U.S. push for private sector expansion
Other experts also believe Trump’s real motivation is the prospect of profits for American business interests.
Nicolas Forsans, co-director of the Centre for Latin American & Caribbean Studies at the University of Essex, expects U.S. negotiators will push the Cuban regime to allow a significant expansion of the country’s private sector, including greater access for U.S. companies.
“Crucially, Washington will want some guarantees that foreign investors can repatriate profits,” Forsans wrote this month on The Conversation website.

Forsans says the White House is likely seeking a deal giving U.S. businesses opportunities in such sectors as tourism, energy generation, ports and telecoms.
“Cuba’s political system will bend at the margins, yet it is unlikely that the U.S. administration will want to break the regime entirely,” wrote Forans.
Vicki Huddleston, a former U.S. diplomat who worked extensively on Cuba, says the Trump administration would risk provoking serious consequences from China by forcing out the communist government in Havana.
“Taiwan is to China as Cuba is to the U.S.,” Huddleston told a recent panel discussion held by the Quincey Institute for Responsible Statecraft, a foreign policy think-tank in Washington.
“So if we do intervene in Cuba, I would imagine that China will intervene in Taiwan,” Huddleston said.

Rubio has long opposed the communist government, but despite his hawkishness on Cuba, doesn’t currently appear to be advocating for an overthrow.

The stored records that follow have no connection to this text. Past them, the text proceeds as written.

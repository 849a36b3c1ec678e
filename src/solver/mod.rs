// internal module structure
pub(crate) mod core;
pub(crate) mod implementations;
pub mod utils;

//Here we expose only part of the solver internals
//and rearrange public modules a bit to give a more
//user friendly API

//user facing traits and types required to interact with the solver
pub use crate::solver::core::{
    ADMMSolver, PolishStatus, SolverError, SolverStatus, TerminationCallbackFn,
};

//user facing traits required to define new implementations
pub use crate::solver::core::traits;

//the infinity bound applied to user data
pub use crate::solver::utils::infbounds::{default_infinity, get_infinity, set_infinity};

//If we had implementations for multiple alternative problem
//formats, they would each live under implementations.   Since
//we only have default, it is exposed at the top level instead.
pub use crate::solver::implementations::default::*;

“The only way Cuba is going to have a better future is if it has a different economic model,” Rubio told reporters Wednesday at a Caribbean Community (Caricom) regional conference in St. Kitts and Nevis on Wednesday.
“The problem is the Cuban private sector is very small,” Rubio said, adding that if the Cuban government wants to “to open the gates and allow the Cuban private sector — independent of the military, independent of the government — to grow, that solution is there.”

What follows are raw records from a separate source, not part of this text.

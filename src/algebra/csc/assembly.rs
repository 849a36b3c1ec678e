//---------------------------------------------------------
// low-level internal utilities for counting / filling entries
// in block partitioned sparse matrices.   Used to assemble the
// reduced KKT system for solution polishing.
//---------------------------------------------------------

#![allow(non_snake_case)]

use crate::algebra::{CscMatrix, FloatT, MatrixShape};

impl<T> CscMatrix<T>
where
    T: FloatT,
{
    // increment the self.colptr by the number of nonzeros
    // in a square diagonal matrix placed on the diagonal.
    pub(crate) fn colcount_diag(&mut self, initcol: usize, blockcols: usize) {
        let cols = self.colptr[initcol..(initcol + blockcols)].iter_mut();
        cols.for_each(|x| *x += 1);
    }

    // same as colcount_diag, but counts places
    // where the input matrix M has a missing
    // diagonal entry.  M must be square and TRIU
    pub(crate) fn colcount_missing_diag(&mut self, M: &CscMatrix<T>, initcol: usize) {
        assert_eq!(M.colptr.len(), M.n + 1);
        assert!(self.colptr.len() >= M.n + initcol);

        for i in 0..M.n {
            if M.colptr[i] == M.colptr[i+1] ||    // completely empty column
               M.rowval[M.colptr[i+1]-1] != i
            // last element is not on diagonal
            {
                self.colptr[i + initcol] += 1;
            }
        }
    }

    // increment the self.colptr by the number of nonzeros in M
    pub(crate) fn colcount_block(&mut self, M: &CscMatrix<T>, initcol: usize, shape: MatrixShape) {
        match shape {
            MatrixShape::T => {
                for row in M.rowval.iter() {
                    self.colptr[initcol + row] += 1;
                }
            }
            MatrixShape::N => {
                // just add the column count
                for i in 0..M.n {
                    self.colptr[initcol + i] += M.colptr[i + 1] - M.colptr[i];
                }
            }
        }
    }

    // populate values from M using the self.colptr as indicator of
    // next fill location in each row.
    pub(crate) fn fill_block(
        &mut self,
        M: &CscMatrix<T>,
        MtoKKT: &mut [usize],
        initrow: usize,
        initcol: usize,
        shape: MatrixShape,
    ) {
        for i in 0..M.n {
            for j in M.colptr[i]..M.colptr[i + 1] {
                let (Mrow, Mval) = (M.rowval[j], M.nzval[j]);

                let (col, row) = match shape {
                    MatrixShape::T => (Mrow + initcol, i + initrow),
                    MatrixShape::N => (i + initcol, Mrow + initrow),
                };

                let dest = self.colptr[col];
                self.rowval[dest] = row;
                self.nzval[dest] = Mval;
                self.colptr[col] += 1;
                MtoKKT[j] = dest;
            }
        }
    }

    // Populate the diagonal with a fixed value using the self.colptr as
    // indicator of next fill location in each row
    pub(crate) fn fill_diag(&mut self, diagtoKKT: &mut [usize], offset: usize, blockdim: usize, v: T) {
        for (i, col) in (offset..(offset + blockdim)).enumerate() {
            let dest = self.colptr[col];
            self.rowval[dest] = col;
            self.nzval[dest] = v;
            self.colptr[col] += 1;
            diagtoKKT[i] = dest;
        }
    }

    // same as fill_diag, but only places zero
    // entries where the input matrix M has a missing
    // diagonal entry.  M must be square and TRIU
    pub(crate) fn fill_missing_diag(&mut self, M: &CscMatrix<T>, initcol: usize) {
        for i in 0..M.n {
            // fill out missing diagonal terms only
            if M.colptr[i] == M.colptr[i+1] ||    // completely empty column
               M.rowval[M.colptr[i+1]-1] != i
            // last element is not on diagonal
            {
                let dest = self.colptr[i + initcol];
                self.rowval[dest] = i + initcol;
                self.nzval[dest] = T::zero(); //structural zero
                self.colptr[i + initcol] += 1;
            }
        }
    }

    pub(crate) fn colcount_to_colptr(&mut self) {
        let mut currentptr = 0;
        for p in &mut self.colptr {
            let count = *p;
            *p = currentptr;
            currentptr += count;
        }
    }

    pub(crate) fn backshift_colptrs(&mut self) {
        self.colptr.rotate_right(1);
        self.colptr[0] = 0;
    }
}

#[test]
fn test_block_assembly() {
    // assemble the 3x3 triu matrix
    //
    // K = [2  1  4]
    //     [.  3  5]
    //     [.  . -1]
    //
    // from P = [2 1; 0 3] (triu), a = [4 5] and a -1 diagonal entry,
    // in the same way the polishing KKT system is built
    let P = CscMatrix::new(2, 2, vec![0, 1, 3], vec![0, 0, 1], vec![2., 1., 3.]);
    let a = CscMatrix::from(&[[4., 5.]]);

    let nnz = P.nnz() + a.nnz() + 1;
    let mut K = CscMatrix::<f64>::spalloc(3, 3, nnz);

    let mut pmap = vec![0usize; P.nnz()];
    let mut amap = vec![0usize; a.nnz()];
    let mut dmap = vec![0usize; 1];

    K.colcount_block(&P, 0, MatrixShape::N);
    K.colcount_block(&a, 2, MatrixShape::T);
    K.colcount_diag(2, 1);
    K.colcount_to_colptr();

    K.fill_block(&P, &mut pmap, 0, 0, MatrixShape::N);
    K.fill_block(&a, &mut amap, 0, 2, MatrixShape::T);
    K.fill_diag(&mut dmap, 2, 1, -1.);
    K.backshift_colptrs();

    assert!(K.check_format().is_ok());
    assert_eq!(K.colptr, vec![0, 1, 3, 6]);
    assert_eq!(K.rowval, vec![0, 0, 1, 0, 1, 2]);
    assert_eq!(K.nzval, vec![2., 1., 3., 4., 5., -1.]);
}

Axios reported this month that Rubio was holding secret talks with Raul Guillermo Rodriguez Castro, the grandson of Cuba’s former president Raul Castro.

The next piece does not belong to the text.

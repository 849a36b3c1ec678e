mod assembly;
mod core;
mod matrix_math;

pub use self::core::*;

The pair met again this week on the sidelines of the Caricom event, the Miami Herald reported on Thursday.
The latest meeting came shortly after the Cuban military killed four exiles and wounded six others who sailed into Cuban waters aboard a Florida-registered speedboat and opened fire on a Cuban patrol. Rubio denied it was a U.S. operation and said no U.S. government personnel were involved.
U.S. President Donald Trump floated the idea of a ‘friendly takeover’ of Cuba as he departed the White House on Friday. While the U.S. has long had embargoes on Cuba, it tightened sanctions earlier this year, leading to major fuel shortages.